Intubation or stenting of the lacrimal drainage system should be considered as a first-line therapy whenever possible. Intubation of the nasolacrimal drainage system can usually be performed successfully when the patient has symptomatic canalicular constriction but not complete occlusion. For canalicular scarring, the use of a balloon catheter alone is usually not sufficient to correct the condition.
Reconstruction of an obstructed canaliculus is often successful when only a few millimeters are involved. If a limited area of total occlusion is discovered near the punctum, the occluded canaliculus can be resected and the cut ends of the canaliculus anastomosed over a stent. For distal obstructions, including the common canaliculus, trephination with lacrimal stenting can be useful. This is most successful for distal monocanalicular obstructions, followed by distal bicanalicular, common, and proximal obstructions.
Khoubian JF, Kikkawa DO, Gonnering RS. Trephination and silicone stent intubation for the treatment of canalicular obstruction: effect of the level of obstruction. Ophthalmic Plast Reconstr Surg. 2006;22(4):248–252.
If the common canaliculus is totally obstructed or the lacrimal sac is sclerotic, a canaliculodacryocystorhinostomy or canaliculorhinostomy may be performed. In these procedures, the area of total common canalicular obstruction is removed, and the remaining patent canalicular system is directly anastomosed to the lacrimal sac mucosa or the lateral nasal wall mucosa with placement of a lacrimal stent.
Lee JH, Young SM, Kim YD, Woo KI, Yum JH. Canaliculorhinostomy—indications and surgical results.
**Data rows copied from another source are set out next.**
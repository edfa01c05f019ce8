use lazy_static::lazy_static;
use std::{collections::HashMap, fmt::Display};

use crate::Position;

lazy_static! {
    pub static ref RESERVED_LOOKUP: HashMap<&'static str, TokenKind> = {
        let mut map = HashMap::new();
        map.insert("program", TokenKind::Program);
        map.insert("begin", TokenKind::Begin);
        map.insert("end", TokenKind::End);
        map.insert("if", TokenKind::If);
        map.insert("then", TokenKind::Then);
        map.insert("else", TokenKind::Else);
        map.insert("while", TokenKind::While);
        map.insert("do", TokenKind::Do);
        map.insert("true", TokenKind::True);
        map.insert("false", TokenKind::False);
        map
    };
}

#[derive(Debug, PartialEq, Eq, Clone, Copy, Hash)]
pub enum TokenKind {
    Illegal,
    EOF,
    Identifier,
    Number,

    Assign,    // :=
    Plus,
    Minus,
    Bang,      // !
    Asterisk,
    Slash,
    Less,
    Greater,
    Equals,    // =
    NotEquals, // !=
    And,       // &&
    Or,        // ||

    Comma,
    Semicolon,
    Dot,
    OpenParen,
    CloseParen,

    // Reserved
    Program,
    Begin,
    End,
    If,
    Then,
    Else,
    While,
    Do,
    True,
    False,
}

impl TokenKind {
    /// The canonical spelling used when a kind is named in a diagnostic.
    pub fn as_str(&self) -> &'static str {
        match self {
            TokenKind::Illegal => "ILLEGAL",
            TokenKind::EOF => "EOF",
            TokenKind::Identifier => "IDENT",
            TokenKind::Number => "NUMBER",
            TokenKind::Assign => ":=",
            TokenKind::Plus => "+",
            TokenKind::Minus => "-",
            TokenKind::Bang => "!",
            TokenKind::Asterisk => "*",
            TokenKind::Slash => "/",
            TokenKind::Less => "<",
            TokenKind::Greater => ">",
            TokenKind::Equals => "=",
            TokenKind::NotEquals => "!=",
            TokenKind::And => "&&",
            TokenKind::Or => "||",
            TokenKind::Comma => ",",
            TokenKind::Semicolon => ";",
            TokenKind::Dot => ".",
            TokenKind::OpenParen => "(",
            TokenKind::CloseParen => ")",
            TokenKind::Program => "program",
            TokenKind::Begin => "begin",
            TokenKind::End => "end",
            TokenKind::If => "if",
            TokenKind::Then => "then",
            TokenKind::Else => "else",
            TokenKind::While => "while",
            TokenKind::Do => "do",
            TokenKind::True => "true",
            TokenKind::False => "false",
        }
    }
}

impl Display for TokenKind {
    fn fmt(&self, f: &mut std::fmt::Formatter<'_>) -> std::fmt::Result {
        write!(f, "{}", self.as_str())
    }
}

/// Looks up `ident` in the keyword set, falling back to a plain identifier.
pub fn lookup_identifier(ident: &str) -> TokenKind {
    RESERVED_LOOKUP
        .get(ident)
        .copied()
        .unwrap_or(TokenKind::Identifier)
}

#[derive(Debug, Clone, PartialEq, Eq)]
pub struct Token {
    pub kind: TokenKind,
    pub literal: String,
    pub line: u32,
    pub column: u32,
}

impl Display for Token {
    fn fmt(&self, f: &mut std::fmt::Formatter<'_>) -> std::fmt::Result {
        write!(
            f,
            "{}:{} {:?} {:?}",
            self.line, self.column, self.kind, self.literal
        )
    }
}

impl Token {
    pub fn position(&self) -> Position {
        Position::new(self.line, self.column)
    }

    pub fn is_one_of_many(&self, kinds: &[TokenKind]) -> bool {
        kinds.contains(&self.kind)
    }
}
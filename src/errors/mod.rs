//! Error types and error collection for the front end.
//!
//! This module defines the diagnostics produced while parsing. It includes:
//!
//! - Error structures with line/column information
//! - Specific error variants for lexical and syntactic failures
//! - The collector that accumulates errors instead of aborting the parse
//! - Helpful error messages and suggestions

pub mod errors;
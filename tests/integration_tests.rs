//! Integration tests for the front end.
//!
//! These tests drive complete programs through the public API, from source
//! text through tokenization to the rendered syntax tree and error list.

use mini_parser::{
    ast::ast::Statement,
    lexer::{lexer::tokenize, tokens::TokenKind},
    parse_source,
    parser::parser::parse,
};
use pretty_assertions::assert_eq;

const FACTORIAL: &str = "\
// computes n!
n := 5;
result := 1;
while (n > 0) do
    result := result * n;
    n := n - 1;
end
if (result = 120 && !(n != 0)) then
    ok := true;
end else
    ok := false;
end
";

#[test]
fn test_parse_complete_program() {
    let (program, errors) = parse_source(FACTORIAL);

    assert!(errors.is_empty(), "unexpected errors: {:?}", errors);
    assert_eq!(program.statements.len(), 4);
    assert_eq!(
        program.to_string(),
        "n := 5;result := 1;\
         while (n > 0) do result := (result * n);n := (n - 1);\
         if ((result = 120) && (!(n != 0))) then ok := true; else ok := false;"
    );
}

#[test]
fn test_statement_positions() {
    let (program, _) = parse_source(FACTORIAL);

    let positions = program
        .statements
        .iter()
        .map(|stmt| (stmt.token_literal().to_string(), stmt.get_position().line))
        .collect::<Vec<_>>();

    assert_eq!(
        positions,
        vec![
            ("n".to_string(), 2),
            ("result".to_string(), 3),
            ("while".to_string(), 4),
            ("if".to_string(), 8),
        ]
    );
}

#[test]
fn test_rendering_round_trips_grouping() {
    let sources = [
        "x := 1 + 2 * 3 - 4 / 2;",
        "x := (a || b) && !c;",
        "x := -(1 + 2) * -3;",
        "x := a < b = b > c;",
    ];

    for source in sources {
        let (first, errors) = parse_source(source);
        assert!(errors.is_empty(), "{source}: {:?}", errors);

        // The rendering is itself a valid program with identical grouping
        let rendered = first.to_string();
        let (second, errors) = parse_source(&rendered);
        assert!(errors.is_empty(), "{rendered}: {:?}", errors);
        assert_eq!(second.to_string(), rendered);
    }
}

#[test]
fn test_errors_across_lines_are_all_reported() {
    let source = "\
x := 1;
y := 2 +;
if (x) z := 3; end
w := @;
while (x < 10) do x := x + 1;
";

    let (parser, program) = parse(source);
    let errors = parser.errors();

    assert_eq!(
        errors,
        vec![
            "line 2 column 9: cannot parse ;",
            "line 3 column 8: if statement is missing `then`: expected then, got IDENT",
            "line 3 column 16: unexpected start of statement: end",
            "line 4 column 6: cannot parse @",
            "line 4 column 7: unexpected start of statement: ;",
            "line 6 column 1: while block is missing `end`: expected end, got EOF",
        ]
    );

    let kinds = program
        .statements
        .iter()
        .map(|stmt| match stmt {
            Statement::Assign(s) => s.name.value.clone(),
            Statement::While(_) => "while".to_string(),
            Statement::If(_) => "if".to_string(),
            Statement::Block(_) => "block".to_string(),
        })
        .collect::<Vec<_>>();
    assert_eq!(kinds, vec!["x", "z", "while"]);
}

#[test]
fn test_fresh_runs_are_identical() {
    let source = "a := 1 +;\nif (a then b := 2; end\nc := 0x;";

    let (first_program, first_errors) = parse_source(source);
    let (second_program, second_errors) = parse_source(source);

    assert_eq!(first_program, second_program);
    assert_eq!(first_errors, second_errors);
}

#[test]
fn test_tokenize_program() {
    let tokens = tokenize("program p; begin x := 1 end.");

    assert_eq!(
        tokens.iter().map(|t| t.kind).collect::<Vec<_>>(),
        vec![
            TokenKind::Program,
            TokenKind::Identifier,
            TokenKind::Semicolon,
            TokenKind::Begin,
            TokenKind::Identifier,
            TokenKind::Assign,
            TokenKind::Number,
            TokenKind::End,
            TokenKind::Dot,
            TokenKind::EOF,
        ]
    );
}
Am J Ophthalmol. 2017;181:134–139.
When 1 or both canaliculi are severely obstructed, a CDCR may be required. This procedure creates a complete bypass of the lacrimal drainage system. The beginning of this surgical technique is similar to a DCR (described later in this chapter) and is followed by placement of a Jones tube through a tract created from the caruncle into the middle nasal meatus. The surgeon should have tubes of different lengths available at the time of surgery to ensure implantation of a tube that emerges clearly in the nose without abutting the nasal septum (Fig 15-18).
Postoperative care and complications can be troublesome. Patients with obstructive sleep apnea may be bothered by air reflux from their continuous positive airway pressure machine. This can sometimes be alleviated by switching to a full-face mask, but it may be so bothersome that the patient requests removal of the tube. Periodic removal, cleaning, and replacement of the Jones tube in the office is required to maintain its proper function and to avoid buildup of debris that can lead to chronic inflammation and even pyogenic granuloma formation. Between in-office cleanings, a daily routine including nasal lavage with saline solution and “snuffing” of artificial tears through the tube can help clear mucous debris and prevent obstruction.
Figure 15-18 Conjunctivodacryocystorhinostomy. A, The surgical tract is enlarged with a gold dilator. B, The Jones tube is introduced into the tract using a Bowman probe as a guide. C, External view of well-positioned Jones tube. D, Endoscopic view of well-positioned Jones tube.
(Parts A–C courtesy of Morris Hartstein; part D courtesy of Eric A. Steele, MD.)
Because the tube must be easily removable for cleaning and maintenance, extrusion and migration of the tube can occur, requiring prompt replacement to avoid contracture of the CDCR tract. Various tube modifications have been proposed to help with extrusion, but there is no clear advantage of these modifications over the original Jones tube, particularly because some of the modified tubes prevent easy removal for required periodic cleaning. Despite these drawbacks, conjunctivodacryocystorhinostomy helps many patients with otherwise intractable epiphora.